For robotic-assisted surgery, proper port positioning is paramount to success ( Fig. 18-4 ). Docking the robot, the surgeon places the left arm in port 1 and the right arm in port 2; the fourth arm is placed in port 3 and used for retraction. Once the nephrectomy portion has been completed, the retraction instrument is moved to port 1 and left arm to port 3 for distal ureter and bladder cuff dissection.
Procedure (See )
Nephrectomy with Mobilization of the Ureter
The peritoneum is incised along the white line of Toldt from the level of the iliac vessels to the hepatic flexure on the right and to the splenic flexure on the left ( Fig. 18-5 ). The colon is moved medially by releasing the renocolic ligaments while leaving the lateral attachments of the Gerota fascia in place to prevent the kidney from “flopping” medially. The colon mesentery should be mobilized medial to the great vessels to facilitate dissection of the ureter, renal hilum, and local lymph nodes as needed ( Fig. 18-6 ). To expose the renal hilum, on the right side, it is necessary to perform a Kocher maneuver to deflect the duodenum medially ( Fig. 18-7, A ); on the left side, mobilize the pancreatic tail. Division of the splenorenal ligament is imperative to avoid the injury to the spleen and achieve mobility of the upper pole of the kidney ( Fig. 18-7, B ). The proximal ureter is identified, just medial to the lower pole of the kidney, and dissected toward the renal pelvis, avoiding skeletonization and maintaining copious periureteral fat if any tumor is located in this area ( Fig. 18-8 ). If an invasive ureteral lesion is suspected, the dissection should include a wide margin of tissue.

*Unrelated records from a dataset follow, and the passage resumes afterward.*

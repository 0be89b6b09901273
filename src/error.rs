use serde::Serialize;
use thiserror::Error;

/// Failure category reported by a translation provider.
#[derive(Debug, Clone, Copy, PartialEq, Eq, Serialize)]
#[serde(rename_all = "SCREAMING_SNAKE_CASE")]
pub enum ErrorKind {
    /// Remote throttling. The provider marks itself unavailable when it raises this.
    RateLimit,
    /// Malformed response, rejected credentials, unexpected payload shape.
    Api,
    /// Transport timeout or connection failure.
    Network,
    Unknown,
}

impl std::fmt::Display for ErrorKind {
    fn fmt(&self, f: &mut std::fmt::Formatter<'_>) -> std::fmt::Result {
        match self {
            ErrorKind::RateLimit => write!(f, "RATE_LIMIT"),
            ErrorKind::Api => write!(f, "API_ERROR"),
            ErrorKind::Network => write!(f, "NETWORK_ERROR"),
            ErrorKind::Unknown => write!(f, "UNKNOWN"),
        }
    }
}

/// Error raised by a single provider call, tagged with the provider's name.
#[derive(Error, Debug, Clone, PartialEq, Eq)]
#[error("{provider} ({kind}): {message}")]
pub struct ProviderError {
    pub kind: ErrorKind,
    pub provider: String,
    pub message: String,
}

impl ProviderError {
    pub fn new(kind: ErrorKind, provider: impl Into<String>, message: impl Into<String>) -> Self {
        Self {
            kind,
            provider: provider.into(),
            message: message.into(),
        }
    }

    pub fn rate_limit(provider: impl Into<String>) -> Self {
        Self::new(ErrorKind::RateLimit, provider, "Rate limit exceeded")
    }

    pub fn api(provider: impl Into<String>, message: impl Into<String>) -> Self {
        Self::new(ErrorKind::Api, provider, message)
    }

    pub fn network(provider: impl Into<String>, message: impl Into<String>) -> Self {
        Self::new(ErrorKind::Network, provider, message)
    }

    pub fn unknown(provider: impl Into<String>, message: impl Into<String>) -> Self {
        Self::new(ErrorKind::Unknown, provider, message)
    }

    /// Categorize a transport-level reqwest failure.
    pub fn from_reqwest(provider: impl Into<String>, err: &reqwest::Error) -> Self {
        if err.is_timeout() {
            Self::network(provider, "Request timeout")
        } else if err.is_connect() {
            Self::network(provider, format!("Connection failed: {}", err))
        } else if err.is_decode() || err.is_body() {
            Self::api(provider, format!("Failed to read response: {}", err))
        } else if err.is_request() {
            Self::network(provider, format!("Request failed: {}", err))
        } else {
            Self::unknown(provider, err.to_string())
        }
    }

    pub fn is_rate_limit(&self) -> bool {
        self.kind == ErrorKind::RateLimit
    }
}

/// One exhausted attempt in automatic mode: the provider tried and why it was rejected.
#[derive(Debug, Clone, PartialEq, Eq, Serialize)]
pub struct AttemptFailure {
    pub provider: String,
    pub reason: String,
}

impl AttemptFailure {
    pub fn skipped(provider: impl Into<String>) -> Self {
        Self {
            provider: provider.into(),
            reason: "unavailable".to_string(),
        }
    }

    pub fn failed(provider: impl Into<String>, err: &ProviderError) -> Self {
        Self {
            provider: provider.into(),
            reason: format!("{}: {}", err.kind, err.message),
        }
    }
}

impl std::fmt::Display for AttemptFailure {
    fn fmt(&self, f: &mut std::fmt::Formatter<'_>) -> std::fmt::Result {
        write!(f, "{}: {}", self.provider, self.reason)
    }
}

#[derive(Error, Debug)]
pub enum AutotranslateError {
    #[error("Text to translate cannot be empty")]
    EmptyText,

    #[error("Target language must be specified")]
    MissingTargetLanguage,

    #[error("Provider \"{requested}\" not found. Available providers: {}", .registered.join(", "))]
    UnknownProvider {
        requested: String,
        registered: Vec<String>,
    },

    #[error("Provider \"{0}\" is currently unavailable (rate limit may have been reached)")]
    ProviderUnavailable(String),

    #[error("Provider \"{0}\" rate limit exceeded")]
    ProviderRateLimited(String),

    #[error(transparent)]
    Provider(#[from] ProviderError),

    #[error("All translation providers failed or are unavailable for chunk {}: {}", .chunk + 1, format_attempts(.attempts))]
    AllProvidersFailed {
        chunk: usize,
        attempts: Vec<AttemptFailure>,
    },

    #[error("Invalid configuration: {0}")]
    Config(String),

    #[error("API error: {0}")]
    Api(String),

    #[error("IO error: {0}")]
    Io(#[from] std::io::Error),

    #[error("HTTP error: {0}")]
    Http(#[from] reqwest::Error),

    #[error("JSON error: {0}")]
    Json(#[from] serde_json::Error),
}

impl AutotranslateError {
    /// Caller mistakes detected before any provider is contacted.
    pub fn is_precondition(&self) -> bool {
        matches!(
            self,
            AutotranslateError::EmptyText
                | AutotranslateError::MissingTargetLanguage
                | AutotranslateError::UnknownProvider { .. }
                | AutotranslateError::ProviderUnavailable(_)
        )
    }
}

fn format_attempts(attempts: &[AttemptFailure]) -> String {
    if attempts.is_empty() {
        return "no providers registered".to_string();
    }
    attempts
        .iter()
        .map(|a| a.to_string())
        .collect::<Vec<_>>()
        .join("; ")
}

pub type Result<T> = std::result::Result<T, AutotranslateError>;

#[cfg(test)]
mod tests {
    use super::*;

    #[test]
    fn test_error_kind_display() {
        assert_eq!(ErrorKind::RateLimit.to_string(), "RATE_LIMIT");
        assert_eq!(ErrorKind::Api.to_string(), "API_ERROR");
        assert_eq!(ErrorKind::Network.to_string(), "NETWORK_ERROR");
        assert_eq!(ErrorKind::Unknown.to_string(), "UNKNOWN");
    }

    #[test]
    fn test_provider_error_display() {
        let err = ProviderError::api("Lingva", "Invalid response from Lingva");
        assert_eq!(err.to_string(), "Lingva (API_ERROR): Invalid response from Lingva");
        assert!(!err.is_rate_limit());
        assert!(ProviderError::rate_limit("Lingva").is_rate_limit());
    }

    #[test]
    fn test_unknown_provider_lists_registry() {
        let err = AutotranslateError::UnknownProvider {
            requested: "Nonexistent".to_string(),
            registered: vec!["MyMemory".to_string(), "Lingva".to_string()],
        };
        assert_eq!(
            err.to_string(),
            "Provider \"Nonexistent\" not found. Available providers: MyMemory, Lingva"
        );
        assert!(err.is_precondition());
    }

    #[test]
    fn test_all_providers_failed_lists_attempts() {
        let err = AutotranslateError::AllProvidersFailed {
            chunk: 0,
            attempts: vec![
                AttemptFailure {
                    provider: "A".to_string(),
                    reason: "unavailable".to_string(),
                },
                AttemptFailure {
                    provider: "B".to_string(),
                    reason: "API_ERROR: boom".to_string(),
                },
            ],
        };
        let message = err.to_string();
        assert!(message.contains("chunk 1"));
        assert!(message.contains("A: unavailable"));
        assert!(message.contains("B: API_ERROR: boom"));
        assert!(!err.is_precondition());
    }

    #[test]
    fn test_all_providers_failed_empty_registry() {
        let err = AutotranslateError::AllProvidersFailed {
            chunk: 0,
            attempts: Vec::new(),
        };
        assert!(err.to_string().contains("no providers registered"));
    }
}
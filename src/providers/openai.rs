use crate::error::ProviderError;
use crate::providers::{
    http_client, invalid_response, parse_json, require_key, send, status_error,
    translation_prompt, Availability, LLM_TIMEOUT, TRANSLATOR_SYSTEM_PROMPT,
};
use crate::translate::{Provider, TranslationOptions};
use async_trait::async_trait;
use reqwest::Client;
use serde::{Deserialize, Serialize};
use std::time::Duration;

const OPENAI_BASE_URL: &str = "https://api.openai.com/v1";
const OPENAI_MODEL: &str = "gpt-3.5-turbo";
const GROQ_BASE_URL: &str = "https://api.groq.com/openai/v1";
const GROQ_MODEL: &str = "llama-3.1-70b-versatile";

/// Any OpenAI-compatible chat completions API. OpenAI and Groq are preset.
pub struct OpenAiProvider {
    client: Client,
    name: String,
    api_key: String,
    model: String,
    base_url: String,
    availability: Availability,
}

impl OpenAiProvider {
    pub fn new(
        name: impl Into<String>,
        api_key: String,
        base_url: impl Into<String>,
        model: impl Into<String>,
    ) -> Self {
        Self {
            client: http_client(LLM_TIMEOUT),
            name: name.into(),
            api_key,
            model: model.into(),
            base_url: base_url.into(),
            availability: Availability::new(),
        }
    }

    pub fn openai(api_key: String) -> Self {
        Self::new("OpenAI", api_key, OPENAI_BASE_URL, OPENAI_MODEL)
    }

    pub fn groq(api_key: String) -> Self {
        Self::new("Groq", api_key, GROQ_BASE_URL, GROQ_MODEL)
    }

    pub fn with_model(mut self, model: impl Into<String>) -> Self {
        self.model = model.into();
        self
    }

    pub fn with_base_url(mut self, base_url: impl Into<String>) -> Self {
        self.base_url = base_url.into();
        self
    }

    pub fn with_timeout(mut self, timeout: Duration) -> Self {
        self.client = http_client(timeout);
        self
    }

    fn request_body(&self, text: &str, options: &TranslationOptions) -> ChatRequest {
        ChatRequest {
            model: self.model.clone(),
            messages: vec![
                ChatMessage {
                    role: "system".to_string(),
                    content: TRANSLATOR_SYSTEM_PROMPT.to_string(),
                },
                ChatMessage {
                    role: "user".to_string(),
                    content: translation_prompt(text, options),
                },
            ],
            temperature: 0.3,
        }
    }
}

#[derive(Serialize, Deserialize, Debug)]
struct ChatMessage {
    role: String,
    content: String,
}

#[derive(Serialize)]
struct ChatRequest {
    model: String,
    messages: Vec<ChatMessage>,
    temperature: f32,
}

#[derive(Deserialize, Debug)]
struct ChatResponse {
    choices: Option<Vec<ChatChoice>>,
}

#[derive(Deserialize, Debug)]
struct ChatChoice {
    message: Option<ChatResponseMessage>,
}

#[derive(Deserialize, Debug)]
struct ChatResponseMessage {
    content: Option<String>,
}

#[async_trait]
impl Provider for OpenAiProvider {
    fn name(&self) -> &str {
        &self.name
    }

    async fn translate(
        &self,
        text: &str,
        options: &TranslationOptions,
    ) -> Result<String, ProviderError> {
        require_key(&self.name, &self.api_key)?;

        let request = self
            .client
            .post(format!("{}/chat/completions", self.base_url))
            .bearer_auth(&self.api_key)
            .json(&self.request_body(text, options));

        let (status, body) = send(&self.name, request).await?;
        if !status.is_success() {
            return Err(status_error(&self.name, status, &body, &self.availability));
        }

        let response: ChatResponse = parse_json(&self.name, &body)?;
        response
            .choices
            .and_then(|c| c.into_iter().next())
            .and_then(|c| c.message)
            .and_then(|m| m.content)
            .map(|t| t.trim().to_string())
            .filter(|t| !t.is_empty())
            .ok_or_else(|| invalid_response(&self.name))
    }

    fn is_available(&self) -> bool {
        self.availability.is_available()
    }
}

The renal hilum is identified, and its vessels are exposed with a combination of blunt and sharp dissection. The artery is ligated and divided by use of a stapling device with a vascular load or multiple clips. The renal vein is then divided in a similar fashion ( Fig. 18-9 ). With vascular control ensured, most prefer to ligate the ureter with a clip, and the kidney is dissected free outside the Gerota fascia. As described for nephrectomy, the adrenal gland does not need to be removed routinely. Adrenal gland removal should be considered for high-grade and invasive lesions in the vicinity of the adrenal gland. The ureteral dissection is continued distally as far as is technically feasible, keeping in mind that the ureteral blood supply is generally anteromedially located in the proximal third, medially located in the middle third, and laterally located in the distal third. If distal limits of the dissection are below the level of the iliac vessels ( Fig. 18-10 ), the remainder of the procedure can easily be completed through a lower abdominal incision. The specimen is placed in the pelvis, and the renal bed is inspected meticulously for bleeding.